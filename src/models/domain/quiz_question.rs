use serde::{Deserialize, Serialize};
use validator::Validate;

#[derive(Clone, Debug, PartialEq, Eq, Deserialize, Serialize, Validate)]
#[serde(rename_all = "camelCase")]
pub struct Question {
    #[validate(length(min = 1))]
    pub id: String,
    pub text: String,
    #[validate(length(min = 1, message = "question has no options"))]
    #[validate(nested)]
    pub options: Vec<QuestionOption>,
}

#[derive(Clone, Debug, PartialEq, Eq, Deserialize, Serialize, Validate)]
#[serde(rename_all = "camelCase")]
pub struct QuestionOption {
    #[validate(length(min = 1))]
    pub id: String,
    pub text: String,
    /// Withheld by the server until the attempt is finalized.
    #[serde(default, skip_serializing_if = "Option::is_none")]
    pub is_correct: Option<bool>,
}

impl Question {
    pub fn has_option(&self, option_id: &str) -> bool {
        self.options.iter().any(|o| o.id == option_id)
    }

    /// The correct option, when the server has disclosed it.
    pub fn correct_option(&self) -> Option<&QuestionOption> {
        self.options.iter().find(|o| o.is_correct == Some(true))
    }
}
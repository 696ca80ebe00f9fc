//! Dry run of the matcher for one file.

use std::path::Path;

use super::Settings;
use crate::error::Error;
use crate::matcher::{Matcher, Operation};

/// Print keywords and ranked documents for `path` without touching the cache.
pub fn run(settings: &Settings, path: &Path) -> Result<(), Error> {
    let (config, work_root) = settings.load()?;
    let content = if path.is_file() {
        Some(std::fs::read_to_string(path)?)
    } else {
        None
    };

    let operation = Operation {
        file_path: Some(path.to_string_lossy().to_string()),
        content,
        ..Operation::default()
    };

    let matcher = Matcher::with_marker_store(config, work_root.clone())?;
    let explanation = matcher.explain(&operation)?;

    println!("Fingerprint: {}", explanation.fingerprint);
    println!("Docs root:   {}", matcher.docs_root().display());
    println!();

    if explanation.keywords.is_empty() {
        println!("No keywords extracted.");
        return Ok(());
    }

    let keywords: Vec<&str> = explanation.keywords.iter().map(String::as_str).collect();
    println!("Keywords ({}): {}", keywords.len(), keywords.join(", "));
    println!();

    if explanation.docs.is_empty() {
        println!("No documentation above the relevance threshold.");
        return Ok(());
    }

    println!("Matching docs:");
    for doc in &explanation.docs {
        let shown = doc.path.strip_prefix(&work_root).unwrap_or(&doc.path);
        println!("  {:>6.1}  {}", doc.score, shown.display());
    }

    Ok(())
}
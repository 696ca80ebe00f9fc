//! Advisory text shown to the agent when an edit is intercepted.

use std::path::Path;

use super::keywords::KeywordSet;
use super::scorer::ScoredDoc;
use crate::config::AdvisoryConfig;

const TRUNCATION_MARKER: &str = "\n... (truncated)";

/// Truncate to `max_chars` characters, appending a marker if anything was cut.
fn preview(text: &str, max_chars: usize) -> String {
    match text.char_indices().nth(max_chars) {
        Some((idx, _)) => format!("{}{}", &text[..idx], TRUNCATION_MARKER),
        None => text.to_string(),
    }
}

/// Path relative to `work_root`, or as-is when outside it.
fn display_path(path: &Path, work_root: &Path) -> String {
    path.strip_prefix(work_root)
        .unwrap_or(path)
        .display()
        .to_string()
}

/// Format the advisory for the selected documents.
///
/// Returns an empty string when there is nothing to show.
pub fn format_advisory(
    docs: &[ScoredDoc],
    keywords: &KeywordSet,
    work_root: &Path,
    settings: &AdvisoryConfig,
) -> String {
    if docs.is_empty() {
        return String::new();
    }

    let shown: Vec<&str> = keywords
        .iter()
        .take(settings.header_keywords)
        .map(String::as_str)
        .collect();

    let mut output = String::new();
    output.push_str(&format!(
        "Relevant documentation found for: {}\n",
        shown.join(", ")
    ));
    output.push_str("Review it before writing this change.\n");

    for doc in docs {
        output.push_str(&format!(
            "\n--- {} ---\n",
            display_path(&doc.path, work_root)
        ));
        output.push_str(&preview(&doc.content, settings.preview_chars));
        output.push('\n');
    }

    output.push_str(
        "\nThis reminder is shown only once for this change. Retry the operation to continue.",
    );
    output
}

#[cfg(test)]
mod tests {
    use super::*;
    use std::path::PathBuf;

    fn doc(path: &str, content: &str) -> ScoredDoc {
        ScoredDoc {
            path: PathBuf::from(path),
            score: 1.0,
            content: content.to_string(),
        }
    }

    fn keywords(words: &[&str]) -> KeywordSet {
        words.iter().map(|w| w.to_string()).collect()
    }

    #[test]
    fn test_empty_docs_give_empty_advisory() {
        let text = format_advisory(
            &[],
            &keywords(&["openai"]),
            Path::new("/work"),
            &AdvisoryConfig::default(),
        );
        assert!(text.is_empty());
    }

    #[test]
    fn test_header_lists_sorted_keywords_capped() {
        let words = [
            "zeta", "alpha", "kappa", "beta", "delta", "gamma", "omega", "sigma", "theta", "lambda",
        ];
        let text = format_advisory(
            &[doc("/work/research/a.md", "body")],
            &keywords(&words),
            Path::new("/work"),
            &AdvisoryConfig::default(),
        );
        let header = text.lines().next().unwrap();
        assert_eq!(
            header,
            "Relevant documentation found for: alpha, beta, delta, gamma, kappa, lambda, omega, sigma"
        );
        assert!(!header.contains("zeta"));
    }

    #[test]
    fn test_paths_relative_to_work_root() {
        let text = format_advisory(
            &[doc("/work/research/openai-setup.md", "x"), doc("/elsewhere/b.md", "y")],
            &keywords(&["openai"]),
            Path::new("/work"),
            &AdvisoryConfig::default(),
        );
        assert!(text.contains("--- research/openai-setup.md ---"));
        assert!(text.contains("--- /elsewhere/b.md ---"));
        assert!(text.ends_with("Retry the operation to continue."));
    }

    #[test]
    fn test_preview_truncation() {
        let long = "a".repeat(2000);
        let text = format_advisory(
            &[doc("/work/long.md", &long)],
            &keywords(&["abc"]),
            Path::new("/work"),
            &AdvisoryConfig::default(),
        );
        assert!(text.contains(&format!("{}{}", "a".repeat(1500), TRUNCATION_MARKER)));
        assert!(!text.contains(&"a".repeat(1501)));

        assert_eq!(preview("short", 1500), "short");
        assert_eq!(preview(&"b".repeat(1500), 1500), "b".repeat(1500));
    }
}
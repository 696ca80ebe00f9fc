//! Keyword extraction from pending writes.
//!
//! Pulls module names, namespaced identifiers, definition names and
//! API-style identifiers out of the path and text of an operation.

use std::collections::{BTreeSet, HashSet};
use std::path::Path;
use std::sync::LazyLock;

use regex::Regex;

use super::operation::Operation;

/// Lowercase, deduplicated, ordered keywords.
pub type KeywordSet = BTreeSet<String>;

const MAX_NAMESPACED_MATCHES: usize = 20;
const MAX_DEFINITION_MATCHES: usize = 10;
const MAX_API_NAME_MATCHES: usize = 10;

/// Keywords must be longer than this.
const MIN_KEYWORD_LEN: usize = 2;

static STOP_WORDS: LazyLock<HashSet<&'static str>> = LazyLock::new(|| {
    [
        "the", "and", "for", "with", "from", "import", "export", "default", "self", "this",
        "async", "await", "def", "class", "function", "return", "const", "let", "var", "new",
        "true", "false", "none", "null", "pass", "use", "pub", "mod", "crate", "super", "struct",
        "impl", "type", "interface", "enum", "trait", "include", "require", "print", "println",
        "string", "int", "str", "else", "elif", "while", "not", "try", "except", "catch",
        "finally", "public", "private", "static", "void", "package", "module", "yield",
    ]
    .into_iter()
    .collect()
});

// Import-like statements; group 1 is the module or symbol.
static IMPORT_PATTERNS: LazyLock<Vec<Regex>> = LazyLock::new(|| {
    vec![
        Regex::new(r"(?i)\bfrom\s+([\w.]+)\s+import\b").unwrap(),
        Regex::new(r"(?i)\bimport\s+([\w.]+)").unwrap(),
        Regex::new(r#"(?i)\brequire\s*\(\s*['"]([^'"]+)['"]"#).unwrap(),
        Regex::new(r#"(?i)\bfrom\s+['"]([^'"]+)['"]"#).unwrap(),
        Regex::new(r"(?i)\buse\s+([\w:]+)").unwrap(),
        Regex::new(r"(?i)\busing\s+([\w.]+)").unwrap(),
        Regex::new(r#"(?i)#\s*include\s*[<"]([^>"]+)[>"]"#).unwrap(),
    ]
});

static NAMESPACED_PATTERN: LazyLock<Regex> = LazyLock::new(|| {
    Regex::new(r"[A-Za-z_][\w-]*(?:(?:[./]|::?)[A-Za-z_][\w-]*)+").unwrap()
});

static DEFINITION_PATTERN: LazyLock<Regex> = LazyLock::new(|| {
    Regex::new(r"(?i)\b(?:class|def|function|func|fn|type|struct|interface|enum|trait)\s+([A-Za-z_]\w*)")
        .unwrap()
});

// Group 1 is the name in front of the suffix: `OpenAIClient` gives `OpenAI`.
static API_NAME_PATTERN: LazyLock<Regex> = LazyLock::new(|| {
    Regex::new(r"(?i)([A-Za-z_]\w*)(?:client|api|service|agent|model)").unwrap()
});

/// Split on package separators, keeping parts longer than two chars.
///
/// Hyphenated names such as `polaris-icons` stay whole.
fn components(token: &str) -> impl Iterator<Item = String> + '_ {
    token
        .split(['.', '/', ':', '@'])
        .filter(|part| part.len() > MIN_KEYWORD_LEN)
        .map(str::to_lowercase)
}

fn path_keywords(path: &str, out: &mut Vec<String>) {
    let Some(stem) = Path::new(path).file_stem() else {
        return;
    };
    let stem = stem.to_string_lossy().to_lowercase();
    out.extend(
        stem.split(['-', '.', '_'])
            .filter(|part| part.len() > MIN_KEYWORD_LEN)
            .map(str::to_string),
    );
}

fn import_keywords(text: &str, out: &mut Vec<String>) {
    for pattern in IMPORT_PATTERNS.iter() {
        for caps in pattern.captures_iter(text) {
            let module = &caps[1];
            out.push(module.to_lowercase());
            out.extend(components(module));
        }
    }
}

fn content_keywords(content: &str, out: &mut Vec<String>) {
    for m in NAMESPACED_PATTERN
        .find_iter(content)
        .take(MAX_NAMESPACED_MATCHES)
    {
        out.extend(components(m.as_str()));
    }

    for caps in DEFINITION_PATTERN
        .captures_iter(content)
        .take(MAX_DEFINITION_MATCHES)
    {
        out.push(caps[1].to_lowercase());
    }

    for caps in API_NAME_PATTERN
        .captures_iter(content)
        .take(MAX_API_NAME_MATCHES)
    {
        out.push(caps[1].trim_end_matches('_').to_lowercase());
    }
}

/// Extract the keyword set for an operation.
///
/// Returns an empty set when the operation has neither a path nor any text,
/// which callers treat as nothing to do.
pub fn extract_keywords(operation: &Operation) -> KeywordSet {
    let content = operation.effective_content();
    let old_string = operation.effective_old_string();

    let mut candidates = Vec::new();
    path_keywords(operation.path(), &mut candidates);
    import_keywords(&content, &mut candidates);
    import_keywords(&old_string, &mut candidates);
    content_keywords(&content, &mut candidates);

    candidates
        .into_iter()
        .map(|k| k.to_lowercase())
        .filter(|k| k.len() > MIN_KEYWORD_LEN && !STOP_WORDS.contains(k.as_str()))
        .collect()
}
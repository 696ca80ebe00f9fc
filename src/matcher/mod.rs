//! Doc relevance matcher.
//!
//! Decides whether a pending write should be held once so the agent can read
//! the local documentation that matches what it is about to write.

pub mod advisory;
pub mod keywords;
pub mod operation;
pub mod scorer;

pub use advisory::format_advisory;
pub use keywords::{extract_keywords, KeywordSet};
pub use operation::{fingerprint, EditChunk, Fingerprint, HookRequest, Operation};
pub use scorer::{find_relevant_docs, ScoredDoc};

use std::path::{Path, PathBuf};

use tracing::{debug, info};

use crate::config::Config;
use crate::error::Error;
use crate::storage::{MarkerStore, SeenStore};

/// Result of evaluating one hook request.
#[derive(Debug, Clone, PartialEq, Eq)]
pub enum Outcome {
    /// Let the operation run unmodified.
    Proceed,
    /// Hold the operation and show this advisory first.
    Intercept(String),
}

impl Outcome {
    pub fn is_intercept(&self) -> bool {
        matches!(self, Outcome::Intercept(_))
    }
}

/// Keywords and candidate documents for an operation, without side effects.
#[derive(Debug, Clone)]
pub struct Explanation {
    pub fingerprint: Fingerprint,
    pub keywords: KeywordSet,
    pub docs: Vec<ScoredDoc>,
}

pub struct Matcher {
    config: Config,
    work_root: PathBuf,
    docs_root: PathBuf,
    store: Box<dyn SeenStore>,
}

impl Matcher {
    pub fn new(config: Config, work_root: PathBuf, store: Box<dyn SeenStore>) -> Self {
        let docs_root = config.docs.resolved_root(&work_root);
        Self {
            config,
            work_root,
            docs_root,
            store,
        }
    }

    /// Matcher backed by the on-disk marker cache from `config`.
    pub fn with_marker_store(config: Config, work_root: PathBuf) -> Result<Self, Error> {
        let store = MarkerStore::new(config.cache.dir(), config.cache.ttl()?);
        Ok(Self::new(config, work_root, Box::new(store)))
    }

    pub fn docs_root(&self) -> &Path {
        &self.docs_root
    }

    /// Whether `tool_name` is on the allow-list.
    pub fn handles(&self, tool_name: &str) -> bool {
        self.config.hook.tools.iter().any(|t| t == tool_name)
    }

    /// Keywords and ranked documents for `operation`. Reads no cache state.
    pub fn explain(&self, operation: &Operation) -> Result<Explanation, Error> {
        let keywords = extract_keywords(operation);
        let docs = find_relevant_docs(
            &self.docs_root,
            &keywords,
            &self.config.docs.extensions,
            &self.config.scoring,
        )?;
        Ok(Explanation {
            fingerprint: fingerprint(operation),
            keywords,
            docs,
        })
    }

    /// Decide whether to intercept `request`.
    ///
    /// The fingerprint is marked as shown before the advisory is returned, so
    /// a failure while emitting still counts as shown.
    pub fn evaluate(&self, request: &HookRequest) -> Result<Outcome, Error> {
        if !self.handles(&request.tool_name) {
            debug!(tool = %request.tool_name, "Tool not watched");
            return Ok(Outcome::Proceed);
        }

        let operation = &request.tool_input;
        let fp = fingerprint(operation);
        if self.store.has_been_shown(&fp)? {
            debug!(fingerprint = %fp, "Advisory already shown");
            return Ok(Outcome::Proceed);
        }

        let keywords = extract_keywords(operation);
        if keywords.is_empty() {
            debug!("No keywords extracted");
            return Ok(Outcome::Proceed);
        }

        let docs = find_relevant_docs(
            &self.docs_root,
            &keywords,
            &self.config.docs.extensions,
            &self.config.scoring,
        )?;
        if docs.is_empty() {
            debug!(keywords = keywords.len(), "No relevant documentation");
            return Ok(Outcome::Proceed);
        }

        self.store.mark_shown(&fp)?;
        info!(
            fingerprint = %fp,
            file = operation.path(),
            docs = docs.len(),
            "Intercepting with documentation advisory"
        );

        let text = format_advisory(&docs, &keywords, &self.work_root, &self.config.advisory);
        Ok(Outcome::Intercept(text))
    }
}

#[cfg(test)]
mod tests {
    use super::*;
    use crate::storage::{ManualClock, MemoryStore};
    use chrono::Duration;
    use std::sync::Arc;
    use tempfile::TempDir;

    struct Fixture {
        work: TempDir,
        cache: TempDir,
        clock: Arc<ManualClock>,
    }

    impl Fixture {
        fn new() -> Self {
            Self {
                work: TempDir::new().unwrap(),
                cache: TempDir::new().unwrap(),
                clock: Arc::new(ManualClock::default()),
            }
        }

        fn write_doc(&self, name: &str, content: &str) {
            let research = self.work.path().join("research");
            std::fs::create_dir_all(&research).unwrap();
            std::fs::write(research.join(name), content).unwrap();
        }

        fn cache_dir(&self) -> PathBuf {
            self.cache.path().join("markers")
        }

        fn matcher(&self) -> Matcher {
            let config = Config::default();
            let store = MarkerStore::new(self.cache_dir(), config.cache.ttl().unwrap())
                .with_clock(self.clock.clone());
            Matcher::new(config, self.work.path().to_path_buf(), Box::new(store))
        }

        fn marker_count(&self) -> usize {
            std::fs::read_dir(self.cache_dir())
                .map(|entries| entries.count())
                .unwrap_or(0)
        }
    }

    fn openai_request(tool: &str) -> HookRequest {
        HookRequest {
            tool_name: tool.to_string(),
            tool_input: Operation {
                file_path: Some("openai_client.py".to_string()),
                content: Some("from openai import OpenAI\nclass ChatAgent:\n  pass".to_string()),
                ..Operation::default()
            },
        }
    }

    fn openai_doc() -> &'static str {
        "# OpenAI setup\n\nInstall openai, then configure the openai key.\nSee ChatAgent for usage."
    }

    #[test]
    fn test_first_write_is_intercepted() {
        let fx = Fixture::new();
        fx.write_doc("openai-setup.md", openai_doc());
        let request = openai_request("Write");

        let outcome = fx.matcher().evaluate(&request).unwrap();
        let Outcome::Intercept(text) = outcome else {
            panic!("expected intercept");
        };
        assert!(text.contains("research/openai-setup.md"));
        assert!(text.contains("openai"));

        let marker = fx.cache_dir().join(fingerprint(&request.tool_input).as_str());
        assert!(marker.exists());
    }

    #[test]
    fn test_repeat_within_ttl_proceeds() {
        let fx = Fixture::new();
        fx.write_doc("openai-setup.md", openai_doc());
        let matcher = fx.matcher();
        let request = openai_request("Write");

        assert!(matcher.evaluate(&request).unwrap().is_intercept());
        fx.clock.advance(Duration::minutes(10));
        assert_eq!(matcher.evaluate(&request).unwrap(), Outcome::Proceed);
    }

    #[test]
    fn test_repeat_after_ttl_intercepts_again() {
        let fx = Fixture::new();
        fx.write_doc("openai-setup.md", openai_doc());
        let matcher = fx.matcher();
        let request = openai_request("Edit");

        assert!(matcher.evaluate(&request).unwrap().is_intercept());
        fx.clock.advance(Duration::minutes(31));
        assert!(matcher.evaluate(&request).unwrap().is_intercept());
    }

    #[test]
    fn test_unwatched_tool_touches_nothing() {
        let fx = Fixture::new();
        fx.write_doc("openai-setup.md", openai_doc());

        let outcome = fx.matcher().evaluate(&openai_request("Read")).unwrap();
        assert_eq!(outcome, Outcome::Proceed);
        assert!(!fx.cache_dir().exists());
    }

    #[test]
    fn test_missing_docs_root_proceeds_without_marker() {
        let fx = Fixture::new();

        let outcome = fx.matcher().evaluate(&openai_request("Write")).unwrap();
        assert_eq!(outcome, Outcome::Proceed);
        assert_eq!(fx.marker_count(), 0);
    }

    #[test]
    fn test_no_keywords_proceeds_without_marker() {
        let fx = Fixture::new();
        fx.write_doc("openai-setup.md", openai_doc());
        let request = HookRequest {
            tool_name: "Write".to_string(),
            tool_input: Operation {
                file_path: Some("a.c".to_string()),
                content: Some("x = 1;".to_string()),
                ..Operation::default()
            },
        };

        assert_eq!(fx.matcher().evaluate(&request).unwrap(), Outcome::Proceed);
        assert_eq!(fx.marker_count(), 0);
    }

    #[test]
    fn test_irrelevant_docs_proceed() {
        let fx = Fixture::new();
        fx.write_doc("kubernetes.md", "pods and deployments");

        let outcome = fx.matcher().evaluate(&openai_request("Write")).unwrap();
        assert_eq!(outcome, Outcome::Proceed);
        assert_eq!(fx.marker_count(), 0);
    }

    #[test]
    fn test_memory_store_backend() {
        let fx = Fixture::new();
        fx.write_doc("openai-setup.md", openai_doc());
        let store = MemoryStore::new(Duration::minutes(30)).with_clock(fx.clock.clone());
        let matcher = Matcher::new(
            Config::default(),
            fx.work.path().to_path_buf(),
            Box::new(store),
        );
        let request = openai_request("MultiEdit");

        assert!(matcher.evaluate(&request).unwrap().is_intercept());
        assert_eq!(matcher.evaluate(&request).unwrap(), Outcome::Proceed);
    }

    #[test]
    fn test_explain_has_no_side_effects() {
        let fx = Fixture::new();
        fx.write_doc("openai-setup.md", openai_doc());
        let matcher = fx.matcher();
        let request = openai_request("Write");

        let explanation = matcher.explain(&request.tool_input).unwrap();
        assert!(explanation.keywords.contains("chatagent"));
        assert_eq!(explanation.docs.len(), 1);
        assert_eq!(fx.marker_count(), 0);
        assert!(matcher.evaluate(&request).unwrap().is_intercept());
    }
}
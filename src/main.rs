//! dochint - surface relevant local documentation once per edit.

use clap::Parser;
use tracing_subscriber::{fmt, prelude::*, EnvFilter};

use dochint::cli::{self, Cli, Commands};
use dochint::Error;

fn main() -> Result<(), Error> {
    // Logs share stderr with the advisory, so stay quiet by default.
    let filter = EnvFilter::try_from_default_env().unwrap_or_else(|_| EnvFilter::new("dochint=warn"));
    tracing_subscriber::registry()
        .with(fmt::layer().with_writer(std::io::stderr))
        .with(filter)
        .init();

    let cli = Cli::parse();

    match cli.command {
        Commands::Hook => {
            let exit_code = cli::hook::run(&cli.settings);
            if exit_code != 0 {
                std::process::exit(exit_code);
            }
        }
        Commands::Explain { path } => {
            cli::explain::run(&cli.settings, &path)?;
        }
        Commands::Config => {
            cli::config::show(&cli.settings)?;
        }
    }

    Ok(())
}
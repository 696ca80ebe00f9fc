//! In-process seen store.

use std::collections::HashMap;
use std::sync::{Arc, Mutex};

use chrono::{DateTime, Duration, Utc};

use super::clock::{Clock, SystemClock};
use super::SeenStore;
use crate::error::Error;
use crate::matcher::Fingerprint;

/// Seen store kept in memory, for embedding and tests.
pub struct MemoryStore {
    entries: Mutex<HashMap<Fingerprint, DateTime<Utc>>>,
    ttl: Duration,
    clock: Arc<dyn Clock>,
}

impl MemoryStore {
    pub fn new(ttl: Duration) -> Self {
        Self {
            entries: Mutex::new(HashMap::new()),
            ttl,
            clock: Arc::new(SystemClock),
        }
    }

    /// Use a different time source.
    pub fn with_clock(mut self, clock: Arc<dyn Clock>) -> Self {
        self.clock = clock;
        self
    }

    /// Number of stored entries, expired ones included.
    pub fn len(&self) -> usize {
        self.entries.lock().unwrap_or_else(|e| e.into_inner()).len()
    }

    pub fn is_empty(&self) -> bool {
        self.len() == 0
    }
}

impl SeenStore for MemoryStore {
    fn has_been_shown(&self, fingerprint: &Fingerprint) -> Result<bool, Error> {
        let mut entries = self.entries.lock().unwrap_or_else(|e| e.into_inner());
        let Some(created) = entries.get(fingerprint).copied() else {
            return Ok(false);
        };

        if self.clock.now() - created < self.ttl {
            return Ok(true);
        }

        entries.remove(fingerprint);
        Ok(false)
    }

    fn mark_shown(&self, fingerprint: &Fingerprint) -> Result<(), Error> {
        let now = self.clock.now();
        self.entries
            .lock()
            .unwrap_or_else(|e| e.into_inner())
            .insert(fingerprint.clone(), now);
        Ok(())
    }
}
........
If a line above holds the string "storage", copy it out.

use crate::storage::{MarkerStore, SeenStore};
    use crate::storage::{ManualClock, MemoryStore};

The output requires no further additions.